Frostbite In Cats

Frostbite in Cats

Frostbite in Cats

Frostbite in Cats is not a common problem, but when it happens, the effects can be serious and may lead to permanent injury.

Although frostbite usually occurs during prolonged spells of cold weather, it can also be caused by a cat’s curiosity — for example, if your cat should venture unseen into a cold storage room and become temporarily trapped there. Kittens and older cats are at greatest risk of frostbite, which can lead on to hypothermia and even death.

Most cats are well-equipped to survive outdoors in cold weather. Cats may be fascinated by snow at first, but extreme climatic changes can prove to be hazardous for them.

If your cat is suffering from frostbite, it is crucial to keep it warm.

It is the exposed parts of the cat’s body, especially the ears, which are at most risk from frostbite. The blood supply here can be easily affected by sub-zero temperatures, because the ears are thin and therefore chill easily.

SYMPTOMS OF FROSTBITE IN CATS

Intense cold will cause the skin to lose its colour, so that it becomes much paler than normal because of the disruption to the blood supply. The area then becomes very hot, red and painful as a result of the inflammation. This stage passes, but by now the damage is done, with hair being lost and the skin peeling off.

EXTREME CASES

In extreme cases, the tips of the ears will shrivel up and then slough off like scabs within a week or so. When this happens, there may be bleeding at the stump of the wound, which can also become infected. Even after a relatively mild case of frostbite, the affected area of skin is likely to be more sensitive to cold in the future. Although it is not necessarily painful, the cat will scratch this part of its body in an attempt to relieve the irritation.

REDUCING THE RISK OF FROSTBITE IN CATS

During cold weather always be sure that your cat can come inside out of the cold, through a cat flap if necessary. This should safeguard your pet from the risk of frostbite. Even on days when the temperature is not far below zero, the wind chill factor can be raw, increasing the risk of frostbite.

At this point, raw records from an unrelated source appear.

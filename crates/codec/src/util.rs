//! High-level util functions.

use crate::{Codec, CodecError, Decoder, ReadStream, WriteStream};

/// Decodes a value from a buffer, throwing an error if there's leftover bytes.
///
/// This is how externally bounded records are read: a record that doesn't
/// exactly fill its window is as bad as one that overruns it.
pub fn decode_buf_exact<T: Codec>(buf: &[u8]) -> Result<T, CodecError> {
    let mut dec = ReadStream::new(buf);
    let v = T::decode(&mut dec)?;
    if dec.remaining() > 0 {
        return Err(CodecError::ExtraInput(dec.remaining()));
    }
    Ok(v)
}

/// Encodes the value into a newly allocated vec.
pub fn encode_to_vec<T: Codec>(v: &T) -> Result<Vec<u8>, CodecError> {
    let mut stream = WriteStream::new();
    v.encode(&mut stream)?;
    Ok(stream.finalize())
}
//! Length-prefixed minimal big-endian integers.
//!
//! This is not a base-128 varint.  A value is written as its shortest
//! big-endian representation behind a one-byte length, with zero taking a
//! single `0x00` content byte.
//!
//! ```txt
//! 0        -> 01 00
//! 255      -> 01 ff
//! 256      -> 02 01 00
//! u64::MAX -> 08 ff ff ff ff ff ff ff ff
//! ```

use serde::{Deserialize, Serialize};

use crate::errors::CodecError;
use crate::types::{Codec, Decoder, Encoder};

/// Largest content length accepted when reading a [`VarLenInt`].
pub const MAX_INT_BYTES: usize = 8;

/// Largest size-of-size accepted when reading a var-len buffer.
pub const MAX_SIZE_BYTES: usize = 4;

/// Largest buffer a var-len value can describe.
pub const MAX_VAR_LEN_SIZE: usize = u32::MAX as usize;

/// Produces the shortest big-endian representation of `n`, which is never
/// empty.
pub fn trim(n: u64) -> Vec<u8> {
    let bytes = n.to_be_bytes();
    let first = bytes
        .iter()
        .position(|b| *b != 0)
        .unwrap_or(bytes.len() - 1);
    bytes[first..].to_vec()
}

/// Reassembles a big-endian integer from up to 8 bytes.
pub(crate) fn untrim(bytes: &[u8]) -> u64 {
    bytes
        .iter()
        .fold(0u64, |acc, b| (acc << 8) | u64::from(*b))
}

/// Checks a [`VarLenInt`] length byte before anything is consumed.
pub(crate) fn check_int_len(len: u8) -> Result<(), CodecError> {
    if len == 0 || len as usize > MAX_INT_BYTES {
        return Err(CodecError::MalformedInteger(len));
    }
    Ok(())
}

/// Non-negative integer in the length-prefixed minimal big-endian encoding.
///
/// Used for amounts, indexes and list counts.
#[derive(Copy, Clone, Debug, Default, Eq, PartialEq, Ord, PartialOrd, Hash)]
#[derive(Serialize, Deserialize)]
#[serde(transparent)]
pub struct VarLenInt(u64);

impl VarLenInt {
    /// Constructs a new instance.
    pub const fn new(v: u64) -> Self {
        Self(v)
    }

    /// Constructs a new instance from a usize.
    pub fn new_usize(v: usize) -> Self {
        Self(v as u64)
    }

    /// Converts to inner value.
    pub const fn inner(self) -> u64 {
        self.0
    }

    /// Returns the content bytes this value encodes to.
    pub fn trimmed(&self) -> Vec<u8> {
        trim(self.0)
    }

    /// Convenience function for returning the encoded length in bytes,
    /// including the length byte.
    pub fn byte_len(&self) -> usize {
        1 + self.trimmed().len()
    }
}

impl From<u64> for VarLenInt {
    fn from(v: u64) -> Self {
        Self(v)
    }
}

impl From<VarLenInt> for u64 {
    fn from(v: VarLenInt) -> Self {
        v.0
    }
}

impl Codec for VarLenInt {
    fn decode(dec: &mut impl Decoder) -> Result<Self, CodecError> {
        dec.read_var_len_int()
    }

    fn encode(&self, enc: &mut impl Encoder) -> Result<(), CodecError> {
        enc.write_var_len_int(*self)
    }
}
//! Length-framed byte blobs and sub-records.

use std::ops::Deref;

use serde::{Deserialize, Deserializer, Serialize, Serializer, de};

use crate::errors::CodecError;
use crate::types::{Codec, Decoder, Encoder, MAX_SHORT_LEN};
use crate::util::{decode_buf_exact, encode_to_vec};

/// Largest blob we accept behind a var-len frame, 1 MiB.
pub const MAX_LONG_LEN: usize = 1 << 20;

fn serialize_hex<S: Serializer>(bytes: &[u8], s: S) -> Result<S::Ok, S::Error> {
    s.serialize_str(&hex::encode(bytes))
}

fn deserialize_hex<'de, D: Deserializer<'de>>(d: D, max: usize) -> Result<Vec<u8>, D::Error> {
    let s = String::deserialize(d)?;
    let bytes = hex::decode(&s).map_err(de::Error::custom)?;
    if bytes.len() > max {
        return Err(de::Error::invalid_length(bytes.len(), &"a shorter hex blob"));
    }
    Ok(bytes)
}

/// Byte blob behind a single length byte, so at most 255 bytes.
#[derive(Clone, Debug, Default, Eq, PartialEq, Hash)]
pub struct ShortBytes(Vec<u8>);

impl ShortBytes {
    /// Wraps a vec, if it fits the length prefix.
    pub fn from_vec(inner: Vec<u8>) -> Option<Self> {
        if inner.len() > MAX_SHORT_LEN {
            return None;
        }
        Some(Self(inner))
    }

    /// Constructs an empty blob.
    pub fn empty() -> Self {
        Self::default()
    }

    /// Gets the bytes.
    pub fn as_slice(&self) -> &[u8] {
        &self.0
    }

    /// Takes out the inner vec.
    pub fn into_inner(self) -> Vec<u8> {
        self.0
    }
}

impl Deref for ShortBytes {
    type Target = [u8];

    fn deref(&self) -> &Self::Target {
        &self.0
    }
}

impl Codec for ShortBytes {
    fn decode(dec: &mut impl Decoder) -> Result<Self, CodecError> {
        dec.read_length_prefixed().map(Self)
    }

    fn encode(&self, enc: &mut impl Encoder) -> Result<(), CodecError> {
        enc.write_length_prefixed(&self.0)
    }
}

impl Serialize for ShortBytes {
    fn serialize<S: Serializer>(&self, s: S) -> Result<S::Ok, S::Error> {
        serialize_hex(&self.0, s)
    }
}

impl<'de> Deserialize<'de> for ShortBytes {
    fn deserialize<D: Deserializer<'de>>(d: D) -> Result<Self, D::Error> {
        deserialize_hex(d, MAX_SHORT_LEN).map(Self)
    }
}

/// Byte blob behind a var-len frame, for fields that may exceed 255 bytes.
#[derive(Clone, Debug, Default, Eq, PartialEq, Hash)]
pub struct LongBytes(Vec<u8>);

impl LongBytes {
    /// Wraps a vec, if it's within [`MAX_LONG_LEN`].
    pub fn from_vec(inner: Vec<u8>) -> Option<Self> {
        if inner.len() > MAX_LONG_LEN {
            return None;
        }
        Some(Self(inner))
    }

    /// Gets the bytes.
    pub fn as_slice(&self) -> &[u8] {
        &self.0
    }

    /// Takes out the inner vec.
    pub fn into_inner(self) -> Vec<u8> {
        self.0
    }
}

impl Deref for LongBytes {
    type Target = [u8];

    fn deref(&self) -> &Self::Target {
        &self.0
    }
}

impl Codec for LongBytes {
    fn decode(dec: &mut impl Decoder) -> Result<Self, CodecError> {
        dec.read_var_len_buffer(MAX_LONG_LEN).map(Self)
    }

    fn encode(&self, enc: &mut impl Encoder) -> Result<(), CodecError> {
        enc.write_var_len_buffer(&self.0)
    }
}

impl Serialize for LongBytes {
    fn serialize<S: Serializer>(&self, s: S) -> Result<S::Ok, S::Error> {
        serialize_hex(&self.0, s)
    }
}

impl<'de> Deserialize<'de> for LongBytes {
    fn deserialize<D: Deserializer<'de>>(d: D) -> Result<Self, D::Error> {
        deserialize_hex(d, MAX_LONG_LEN).map(Self)
    }
}

/// Sub-record framed by a single length byte.
///
/// Decoding reads the frame and requires the inner record to consume all of
/// it.
#[derive(Copy, Clone, Debug, Default, Eq, PartialEq, Hash, Serialize, Deserialize)]
#[serde(transparent)]
pub struct Prefixed<T>(pub T);

impl<T> Prefixed<T> {
    /// Takes out the inner record.
    pub fn into_inner(self) -> T {
        self.0
    }
}

impl<T> Deref for Prefixed<T> {
    type Target = T;

    fn deref(&self) -> &Self::Target {
        &self.0
    }
}

impl<T> From<T> for Prefixed<T> {
    fn from(v: T) -> Self {
        Self(v)
    }
}

impl<T: Codec> Codec for Prefixed<T> {
    fn decode(dec: &mut impl Decoder) -> Result<Self, CodecError> {
        let frame = dec.read_length_prefixed()?;
        decode_buf_exact(&frame).map(Self)
    }

    fn encode(&self, enc: &mut impl Encoder) -> Result<(), CodecError> {
        enc.write_length_prefixed(&encode_to_vec(&self.0)?)
    }
}

/// Sub-record framed by a var-len value.
#[derive(Clone, Debug, Default, Eq, PartialEq, Hash, Serialize, Deserialize)]
#[serde(transparent)]
pub struct VarPrefixed<T>(pub T);

impl<T> VarPrefixed<T> {
    /// Takes out the inner record.
    pub fn into_inner(self) -> T {
        self.0
    }
}

impl<T> Deref for VarPrefixed<T> {
    type Target = T;

    fn deref(&self) -> &Self::Target {
        &self.0
    }
}

impl<T> From<T> for VarPrefixed<T> {
    fn from(v: T) -> Self {
        Self(v)
    }
}

impl<T: Codec> Codec for VarPrefixed<T> {
    fn decode(dec: &mut impl Decoder) -> Result<Self, CodecError> {
        let frame = dec.read_var_len_buffer(MAX_LONG_LEN)?;
        decode_buf_exact(&frame).map(Self)
    }

    fn encode(&self, enc: &mut impl Encoder) -> Result<(), CodecError> {
        enc.write_var_len_buffer(&encode_to_vec(&self.0)?)
    }
}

  • The fur between the paws of breeds such as Norwegian Forest cats, which originate from very cold areas of the world, is relatively long and thick. This helps them to walk on snow without slipping into the drifts, and also provides insulation against the cold.
  • If your cat spends a long period wandering outside in snowy weather it may suffer from temporary discomfort on its pads, but the effects are likely to be far less severe than on the tips of the ears. The pads have a thicker layer of dead skin forming a barrier on the toes, preventing this area from becoming so easily chilled.
  • Both wild and domestic cats from the far north of the world often have longer tufts of hair on the tips of their ears. This longer covering of hair may help to protect this vulnerable part of the body against frostbite, by helping to deflect snow away from the skin.

What should I do if my cat has frostbite?

Bring your cat into the warm. Improve the blood circulation by applying a hot flannel heated to about 40°C (105°F) to the affected area. It will be painful as the feeling returns, so stay with your pet and try to distract her from scratching.

What is the difference between hypothermia and frostbite?

Frostbite is a localised problem which affects exposed body parts, whereas hypothermia occurs when the cat’s overall body temperature falls. If unchecked, this can lead to death.

Can frostbite affect a cat’s hearing?

Damage to the tips of the ears is unlikely to affect a cat’s hearing. Even tomcats that suffer severe damage to their ears from fighting, are not hearing impaired.